**The problem**
Find how many lines below hold "JoinHandle", and give that number as the entire answer.

⁂

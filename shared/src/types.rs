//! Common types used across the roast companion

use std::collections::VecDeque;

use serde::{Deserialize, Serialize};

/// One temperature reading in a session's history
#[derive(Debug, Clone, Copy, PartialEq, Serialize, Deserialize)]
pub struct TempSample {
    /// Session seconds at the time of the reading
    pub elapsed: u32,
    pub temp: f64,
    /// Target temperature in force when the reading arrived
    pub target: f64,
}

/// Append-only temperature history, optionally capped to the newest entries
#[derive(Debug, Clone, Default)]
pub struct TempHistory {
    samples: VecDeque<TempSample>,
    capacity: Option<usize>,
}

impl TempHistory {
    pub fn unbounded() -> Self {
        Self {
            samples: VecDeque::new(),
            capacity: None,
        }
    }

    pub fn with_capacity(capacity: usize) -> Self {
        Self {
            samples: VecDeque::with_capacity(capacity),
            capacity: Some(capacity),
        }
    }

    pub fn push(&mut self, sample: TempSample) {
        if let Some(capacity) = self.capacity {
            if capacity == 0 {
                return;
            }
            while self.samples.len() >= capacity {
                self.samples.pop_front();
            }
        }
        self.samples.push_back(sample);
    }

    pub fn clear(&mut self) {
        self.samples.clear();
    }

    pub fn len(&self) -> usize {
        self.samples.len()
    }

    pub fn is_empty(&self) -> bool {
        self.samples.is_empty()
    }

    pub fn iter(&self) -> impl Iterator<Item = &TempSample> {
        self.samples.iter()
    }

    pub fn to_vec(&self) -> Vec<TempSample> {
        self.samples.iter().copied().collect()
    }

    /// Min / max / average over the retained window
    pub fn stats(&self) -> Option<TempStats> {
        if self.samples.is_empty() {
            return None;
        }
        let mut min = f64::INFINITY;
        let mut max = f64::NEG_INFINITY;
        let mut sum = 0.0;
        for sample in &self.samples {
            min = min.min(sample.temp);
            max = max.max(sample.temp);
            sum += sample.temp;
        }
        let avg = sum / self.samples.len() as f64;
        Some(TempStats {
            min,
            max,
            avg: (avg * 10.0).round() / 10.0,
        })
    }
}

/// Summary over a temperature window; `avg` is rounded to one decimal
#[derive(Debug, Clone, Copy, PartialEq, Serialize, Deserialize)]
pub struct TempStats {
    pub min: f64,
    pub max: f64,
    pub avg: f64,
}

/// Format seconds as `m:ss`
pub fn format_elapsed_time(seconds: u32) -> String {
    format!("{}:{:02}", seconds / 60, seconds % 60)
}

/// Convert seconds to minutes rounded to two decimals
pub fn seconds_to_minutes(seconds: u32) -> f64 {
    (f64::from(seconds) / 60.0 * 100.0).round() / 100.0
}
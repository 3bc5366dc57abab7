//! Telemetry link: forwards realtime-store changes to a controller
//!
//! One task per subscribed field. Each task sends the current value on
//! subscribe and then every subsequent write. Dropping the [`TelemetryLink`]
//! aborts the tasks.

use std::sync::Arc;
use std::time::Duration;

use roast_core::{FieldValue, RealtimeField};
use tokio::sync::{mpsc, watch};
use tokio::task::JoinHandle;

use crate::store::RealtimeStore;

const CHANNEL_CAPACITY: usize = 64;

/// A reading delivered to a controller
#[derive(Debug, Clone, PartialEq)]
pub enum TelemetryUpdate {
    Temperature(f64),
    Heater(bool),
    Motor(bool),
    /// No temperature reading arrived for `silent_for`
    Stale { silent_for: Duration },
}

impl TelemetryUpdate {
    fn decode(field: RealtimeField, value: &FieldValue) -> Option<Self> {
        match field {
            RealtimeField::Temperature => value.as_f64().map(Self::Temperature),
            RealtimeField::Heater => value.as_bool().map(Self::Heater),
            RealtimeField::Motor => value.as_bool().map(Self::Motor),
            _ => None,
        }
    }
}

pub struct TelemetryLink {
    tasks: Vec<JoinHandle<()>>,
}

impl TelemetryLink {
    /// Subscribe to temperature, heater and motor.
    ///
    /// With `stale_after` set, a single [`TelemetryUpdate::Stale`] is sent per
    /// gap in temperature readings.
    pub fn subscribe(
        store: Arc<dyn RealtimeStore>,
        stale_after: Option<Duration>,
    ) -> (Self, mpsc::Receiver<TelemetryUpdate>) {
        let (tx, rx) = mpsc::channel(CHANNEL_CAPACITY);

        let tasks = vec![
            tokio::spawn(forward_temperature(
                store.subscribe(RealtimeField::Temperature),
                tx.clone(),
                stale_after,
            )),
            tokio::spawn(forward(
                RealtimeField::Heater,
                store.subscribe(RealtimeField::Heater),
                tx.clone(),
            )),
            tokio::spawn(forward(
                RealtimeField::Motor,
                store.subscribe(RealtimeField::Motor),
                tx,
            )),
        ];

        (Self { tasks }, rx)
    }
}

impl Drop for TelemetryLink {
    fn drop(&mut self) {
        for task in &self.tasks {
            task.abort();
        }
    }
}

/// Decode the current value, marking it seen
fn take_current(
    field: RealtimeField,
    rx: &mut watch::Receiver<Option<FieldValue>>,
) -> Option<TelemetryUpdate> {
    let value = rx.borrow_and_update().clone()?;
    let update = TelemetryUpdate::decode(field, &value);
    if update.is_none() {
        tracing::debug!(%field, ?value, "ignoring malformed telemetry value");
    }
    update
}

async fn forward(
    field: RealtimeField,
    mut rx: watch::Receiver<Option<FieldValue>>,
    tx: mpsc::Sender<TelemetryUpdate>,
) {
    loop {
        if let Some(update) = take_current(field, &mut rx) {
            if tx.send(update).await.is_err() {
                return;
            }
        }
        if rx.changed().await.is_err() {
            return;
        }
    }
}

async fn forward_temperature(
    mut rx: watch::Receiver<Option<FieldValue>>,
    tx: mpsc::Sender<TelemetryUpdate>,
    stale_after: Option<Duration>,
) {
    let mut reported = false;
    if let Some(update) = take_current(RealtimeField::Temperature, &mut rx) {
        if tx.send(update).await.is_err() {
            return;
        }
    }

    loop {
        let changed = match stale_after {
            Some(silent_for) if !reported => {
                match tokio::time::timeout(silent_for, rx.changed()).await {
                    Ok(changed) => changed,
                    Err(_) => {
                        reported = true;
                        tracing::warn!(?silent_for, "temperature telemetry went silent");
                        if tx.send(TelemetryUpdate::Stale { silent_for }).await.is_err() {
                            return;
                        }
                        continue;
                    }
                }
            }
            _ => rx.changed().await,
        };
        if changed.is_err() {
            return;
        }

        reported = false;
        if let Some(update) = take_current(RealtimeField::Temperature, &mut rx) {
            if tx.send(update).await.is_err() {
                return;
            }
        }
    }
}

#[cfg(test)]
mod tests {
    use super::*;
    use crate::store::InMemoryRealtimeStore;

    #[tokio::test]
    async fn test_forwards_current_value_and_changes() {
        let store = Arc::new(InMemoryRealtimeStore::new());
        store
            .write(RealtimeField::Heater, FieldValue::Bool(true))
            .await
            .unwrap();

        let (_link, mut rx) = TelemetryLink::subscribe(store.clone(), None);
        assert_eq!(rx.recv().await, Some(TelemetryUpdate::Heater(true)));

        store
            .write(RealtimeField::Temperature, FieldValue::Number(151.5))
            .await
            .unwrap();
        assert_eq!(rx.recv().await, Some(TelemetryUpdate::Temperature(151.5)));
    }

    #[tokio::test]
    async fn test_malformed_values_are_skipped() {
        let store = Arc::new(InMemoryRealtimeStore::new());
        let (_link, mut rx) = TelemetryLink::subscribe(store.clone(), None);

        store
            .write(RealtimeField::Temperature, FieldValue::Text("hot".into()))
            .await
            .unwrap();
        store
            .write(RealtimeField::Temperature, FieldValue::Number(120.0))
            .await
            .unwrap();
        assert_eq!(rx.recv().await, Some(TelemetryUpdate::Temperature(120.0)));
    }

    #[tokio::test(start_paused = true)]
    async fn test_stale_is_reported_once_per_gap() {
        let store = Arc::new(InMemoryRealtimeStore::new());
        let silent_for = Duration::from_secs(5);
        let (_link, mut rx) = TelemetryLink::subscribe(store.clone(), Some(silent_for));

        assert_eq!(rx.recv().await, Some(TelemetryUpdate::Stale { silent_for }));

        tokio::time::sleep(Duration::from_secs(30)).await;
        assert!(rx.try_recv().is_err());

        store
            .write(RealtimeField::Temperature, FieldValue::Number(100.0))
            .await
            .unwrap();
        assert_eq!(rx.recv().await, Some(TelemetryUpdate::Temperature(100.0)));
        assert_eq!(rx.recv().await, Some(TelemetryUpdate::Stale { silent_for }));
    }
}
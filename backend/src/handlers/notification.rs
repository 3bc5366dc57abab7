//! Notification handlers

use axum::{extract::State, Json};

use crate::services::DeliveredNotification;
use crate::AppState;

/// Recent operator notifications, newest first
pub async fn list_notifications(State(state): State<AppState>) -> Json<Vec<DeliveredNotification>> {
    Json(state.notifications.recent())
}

⁂

**Your solution**
2